As a classical phenolic antioxidant, PG acts as a trap of radicals and halts or minimizes autoxidative processes (Gregor et al. 2005). In this radical scavenger function it has often been used also in cellulose science, mostly to stabilize the polymer during processing against chain degradation and unwanted oxidation/autoxidation. It thus became the standard antioxidant used under “Lyocell conditions”, i.e., cellulose solutions in N-methylmorpholine-N-oxide monohydrate (NMMO) at temperatures above approx. 80 °C, for the preparation of spinning dopes in the manufacture of cellulosic fibers (Firgo et al. 1995; Fink et al. 2001).
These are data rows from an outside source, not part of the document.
//! Tracing subscriber setup: console formatter and initialisation.
use std::io::IsTerminal as _;

use tracing_subscriber::EnvFilter;

/// Environment variable holding an [`EnvFilter`] directive that overrides the
/// `-v` flag (e.g. `UPDATE_DEPENDENT_LOG=update_dependent=trace`).
pub const LOG_ENV: &str = "UPDATE_DEPENDENT_LOG";

/// Extracts the `message` field from a [`tracing::Event`].
#[derive(Default)]
struct MessageExtractor {
    message: String,
}

impl tracing::field::Visit for MessageExtractor {
    fn record_debug(&mut self, field: &tracing::field::Field, value: &dyn std::fmt::Debug) {
        if field.name() == "message" {
            self.message = format!("{value:?}");
        }
    }

    fn record_str(&mut self, field: &tracing::field::Field, value: &str) {
        if field.name() == "message" {
            self.message = value.to_string();
        }
    }
}

/// A [`tracing_subscriber::fmt::FormatEvent`] that prefixes every line with
/// the tool name, so messages stay attributable inside a build log.
struct ToolFormatter;

impl<S, N> tracing_subscriber::fmt::FormatEvent<S, N> for ToolFormatter
where
    S: tracing::Subscriber + for<'a> tracing_subscriber::registry::LookupSpan<'a>,
    N: for<'a> tracing_subscriber::fmt::FormatFields<'a> + 'static,
{
    fn format_event(
        &self,
        _ctx: &tracing_subscriber::fmt::FmtContext<'_, S, N>,
        mut writer: tracing_subscriber::fmt::format::Writer<'_>,
        event: &tracing::Event<'_>,
    ) -> std::fmt::Result {
        let metadata = event.metadata();
        let level = *metadata.level();
        let target = metadata.target();

        let mut extractor = MessageExtractor::default();
        event.record(&mut extractor);
        let msg = &extractor.message;
        let color = writer.has_ansi_escapes();

        let (tag, style) = match level {
            tracing::Level::ERROR => ("error: ", "\x1b[31m"),
            tracing::Level::WARN => ("warning: ", "\x1b[33m"),
            tracing::Level::INFO if target == "update_dependent::stage" => ("==> ", "\x1b[1;34m"),
            tracing::Level::INFO => ("", ""),
            _ => ("", "\x1b[2m"),
        };

        if color && !style.is_empty() {
            writeln!(writer, "update_dependent: {style}{tag}{msg}\x1b[0m")
        } else {
            writeln!(writer, "update_dependent: {tag}{msg}")
        }
    }
}

/// Build the level filter: [`LOG_ENV`] when set and valid, otherwise `debug`
/// for verbose runs and `warn` for quiet ones.
fn filter(verbose: bool) -> EnvFilter {
    EnvFilter::try_from_env(LOG_ENV).unwrap_or_else(|_| {
        EnvFilter::new(if verbose { "debug" } else { "warn" })
    })
}

/// Initialise the global [`tracing`] subscriber.
///
/// All output goes to stderr; stdout carries only `qrc_list` results.
/// Must be called once at program startup, before any logging.
pub fn init_subscriber(verbose: bool) {
    use tracing_subscriber::{Layer as _, fmt, layer::SubscriberExt as _, util::SubscriberInitExt as _};

    let console_layer = fmt::layer()
        .event_format(ToolFormatter)
        .with_writer(std::io::stderr)
        .with_ansi(std::io::stderr().is_terminal())
        .with_filter(filter(verbose));

    tracing_subscriber::registry().with(console_layer).init();
}

#[cfg(test)]
#[allow(clippy::expect_used, clippy::unwrap_used)]
mod tests {
    use super::*;

    #[test]
    fn quiet_filter_hides_info() {
        if std::env::var_os(LOG_ENV).is_some() {
            return;
        }
        assert_eq!(
            filter(false).max_level_hint(),
            Some(tracing_subscriber::filter::LevelFilter::WARN)
        );
    }

    #[test]
    fn verbose_filter_shows_debug() {
        if std::env::var_os(LOG_ENV).is_some() {
            return;
        }
        assert_eq!(
            filter(true).max_level_hint(),
            Some(tracing_subscriber::filter::LevelFilter::DEBUG)
        );
    }

    #[test]
    fn message_extractor_reads_message_field() {
        use tracing_subscriber::layer::SubscriberExt as _;

        #[derive(Clone, Default)]
        struct Capture(std::sync::Arc<std::sync::Mutex<Vec<String>>>);

        impl<S: tracing::Subscriber> tracing_subscriber::Layer<S> for Capture {
            fn on_event(
                &self,
                event: &tracing::Event<'_>,
                _ctx: tracing_subscriber::layer::Context<'_, S>,
            ) {
                let mut extractor = MessageExtractor::default();
                event.record(&mut extractor);
                self.0.lock().unwrap().push(extractor.message);
            }
        }

        let capture = Capture::default();
        let subscriber = tracing_subscriber::registry().with(capture.clone());
        tracing::subscriber::with_default(subscriber, || {
            tracing::warn!("touched {}", "app.qrc");
        });
        assert_eq!(*capture.0.lock().unwrap(), ["touched app.qrc"]);
    }
}
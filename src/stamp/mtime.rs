//! Modification-time helpers.
use anyhow::Result;
use filetime::FileTime;
use std::path::Path;
use std::time::SystemTime;

use crate::error::DependentError;

/// Modification time of the regular file at `path`.
///
/// # Errors
///
/// Returns [`DependentError::FileNotFound`] if `path` is not a file, or
/// [`DependentError::Io`] if its metadata cannot be read.
pub fn modified(path: &Path) -> Result<SystemTime> {
    if !path.is_file() {
        return Err(DependentError::not_found(path).into());
    }
    let time = path
        .metadata()
        .and_then(|m| m.modified())
        .map_err(|e| DependentError::io(path, e))?;
    Ok(time)
}

/// Latest modification time among `paths`, or `None` for an empty input.
///
/// # Errors
///
/// Fails on the first path that is missing or unreadable.
pub fn newest<'a, I>(paths: I) -> Result<Option<SystemTime>>
where
    I: IntoIterator<Item = &'a Path>,
{
    let mut latest = None;
    for path in paths {
        let time = modified(path)?;
        if latest.is_none_or(|l| time > l) {
            latest = Some(time);
        }
    }
    Ok(latest)
}

/// Set both access and modification time of `path` to now.
///
/// # Errors
///
/// Returns [`DependentError::Io`] if the times cannot be set.
pub fn touch(path: &Path) -> Result<()> {
    let now = FileTime::now();
    filetime::set_file_times(path, now, now).map_err(|e| DependentError::io(path, e))?;
    Ok(())
}
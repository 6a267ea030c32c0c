//! Resource manifest (`.qrc`) dependencies.
use anyhow::{Context as _, Result};
use std::path::Path;

use super::DependencySet;
use crate::error::DependentError;
use crate::scan::{self, Grammar};

/// Collect the files embedded by `manifest`.
///
/// Each `<file>` entry is resolved against the manifest's own directory; the
/// manifest path is made absolute first, so every returned path is absolute.
/// Referenced files are not required to exist.
///
/// # Errors
///
/// Returns [`DependentError::FileNotFound`] if `manifest` is not a file, or an
/// error if it cannot be read.
pub fn manifest_dependencies(manifest: &Path) -> Result<DependencySet> {
    if !manifest.is_file() {
        return Err(DependentError::not_found(manifest).into());
    }
    let manifest = std::path::absolute(manifest)
        .with_context(|| format!("resolving {}", manifest.display()))?;
    let dir = manifest.parent().unwrap_or_else(|| Path::new(""));

    Ok(scan::scan_file(Grammar::Manifest, &manifest)?
        .into_iter()
        .map(|entry| dir.join(entry))
        .collect())
}
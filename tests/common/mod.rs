// Shared helpers for integration tests.
//
// Provides a temporary-directory-backed source tree with pinned modification
// times, so each integration test can set up manifests, stylesheets and their
// dependencies without repeating filesystem boilerplate.
//
// Used by all integration test binaries that declare `mod common;`.
#![allow(dead_code)]

use std::path::{Path, PathBuf};

use filetime::FileTime;
use update_dependent::commands::{self, Outcome};
use update_dependent::config::{FileType, Options};
use update_dependent::logging::Logger;

/// Modification time used for "old" files.
pub const OLD: i64 = 1_000_000;
/// Modification time used for "new" files.
pub const NEW: i64 = 2_000_000;

/// An isolated source tree backed by a [`tempfile::TempDir`].
pub struct Tree {
    /// Temporary directory holding the tree.
    pub root: tempfile::TempDir,
}

impl Tree {
    /// Create an empty tree.
    pub fn new() -> Self {
        Self {
            root: tempfile::tempdir().expect("create temp dir"),
        }
    }

    /// Absolute path of `rel` inside the tree.
    pub fn path(&self, rel: &str) -> PathBuf {
        self.root.path().join(rel)
    }

    /// Write `content` to `rel` and pin its mtime to `unix_secs`.
    pub fn file(&self, rel: &str, content: &str, unix_secs: i64) -> PathBuf {
        let path = self.path(rel);
        if let Some(parent) = path.parent() {
            std::fs::create_dir_all(parent).expect("create parent dir");
        }
        std::fs::write(&path, content).expect("write file");
        set_mtime(&path, unix_secs);
        path
    }

    /// Create directory `rel` and return its path.
    pub fn dir(&self, rel: &str) -> PathBuf {
        let path = self.path(rel);
        std::fs::create_dir_all(&path).expect("create dir");
        path
    }
}

/// Pin the mtime of `path`.
pub fn set_mtime(path: &Path, unix_secs: i64) {
    filetime::set_file_mtime(path, FileTime::from_unix_time(unix_secs, 0)).expect("set mtime");
}

/// Current mtime of `path`.
pub fn mtime(path: &Path) -> FileTime {
    FileTime::from_last_modification_time(&std::fs::metadata(path).expect("metadata"))
}

/// Whether `path` still carries the pinned mtime `unix_secs`.
pub fn has_mtime(path: &Path, unix_secs: i64) -> bool {
    mtime(path) == FileTime::from_unix_time(unix_secs, 0)
}

/// A `<file>` manifest embedding `entries`.
pub fn manifest(entries: &[&str]) -> String {
    let mut out = String::from("<!DOCTYPE RCC><RCC version=\"1.0\">\n<qresource prefix=\"/gui\">\n");
    for entry in entries {
        out.push_str("    <file>");
        out.push_str(entry);
        out.push_str("</file>\n");
    }
    out.push_str("</qresource>\n</RCC>\n");
    out
}

/// A stylesheet importing `imports`.
pub fn stylesheet(imports: &[&str]) -> String {
    let mut out = String::new();
    for import in imports {
        out.push_str("using \"");
        out.push_str(import);
        out.push_str("\";\n");
    }
    out.push_str("\ndefaultButton: FlatButton {\n    color: windowFg;\n}\n");
    out
}

/// Run the library entry point in a touch mode.
pub fn touch(
    file_type: FileType,
    include_dirs: Vec<PathBuf>,
    marker: &Path,
    inputs: Vec<PathBuf>,
) -> anyhow::Result<Outcome> {
    let options = Options {
        file_type,
        include_dirs,
        output: Some(marker.to_path_buf()),
        inputs,
    };
    let mut out = Vec::new();
    commands::run(&options, &Logger::new(), &mut out)
}
//! `qrc_list`: print manifest dependencies without touching anything.
use anyhow::{Context as _, Result};
use std::io::Write;
use std::path::PathBuf;

use crate::deps::qrc;

/// Write the dependencies of every manifest in `inputs` to `out`, one path
/// per line, in discovery order.
///
/// # Errors
///
/// Returns an error if a manifest is missing or unreadable, or if writing
/// to `out` fails.
pub fn run(inputs: &[PathBuf], out: &mut dyn Write) -> Result<()> {
    for manifest in inputs {
        let deps = qrc::manifest_dependencies(manifest)?;
        for path in &deps {
            writeln!(out, "{}", path.display()).context("writing dependency list")?;
        }
    }
    Ok(())
}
In this process, PG had been originally introduced in an endeavor to chelate and thus neutralize transition metal ions, which had a detrimental effect on dope stability and cellulose integrity by inducing radical processes (Marini and Brauneis 1996). Later, it was established that the observed dope instabilities were largely a consequence of the formation of transient and highly reactive ionic intermediates, N-(methylene)morpholinium ions, which can degrade NMMO autocatalytically (Rosenau et al. 1999). Interestingly, PG showed a very high binding capacity also for those intermediates. This “double activity” against both transition metal ion-induced homolytic (radical) reactions and carbenium-iminium ion-induced heterolytic (ionic) degradation processes has rendered PG a quasi-ideal stabilizer for Lyocell spinning dopes, and the standard in particular for large, industrial-scale applications (Rosenau et al. 2002; Zhang et al. 2018). Early on, it has been noted that the stability benefits came at the expense of a strong discoloration of spinning dope and fibers (Rosenau et al. 2002, 2005a), which was, however, easily counteracted by mild alkaline washing and bleaching (Öztürk et al. 2009). Apart from minor amounts of cellulose-derived chromophores as a product of cellulose oxidation (Korntner et al. 2015; Ahn et al. 2019), the dark discoloration was mainly caused by byproducts of the stabilizer itself (Rosenau et al. 2002): its primary reaction product ellagic acid (3) forms a deeply colored bis(ortho-quinone) (4) when being further oxidized (see Fig. 1).

Fig. 1
figure 1

Chemical structures of PG and its main reaction products as well as of N-methylmorpholine-N-oxide (NMMO) and its main degradation products N-methylmorpholine (NMM) and morpholine (M)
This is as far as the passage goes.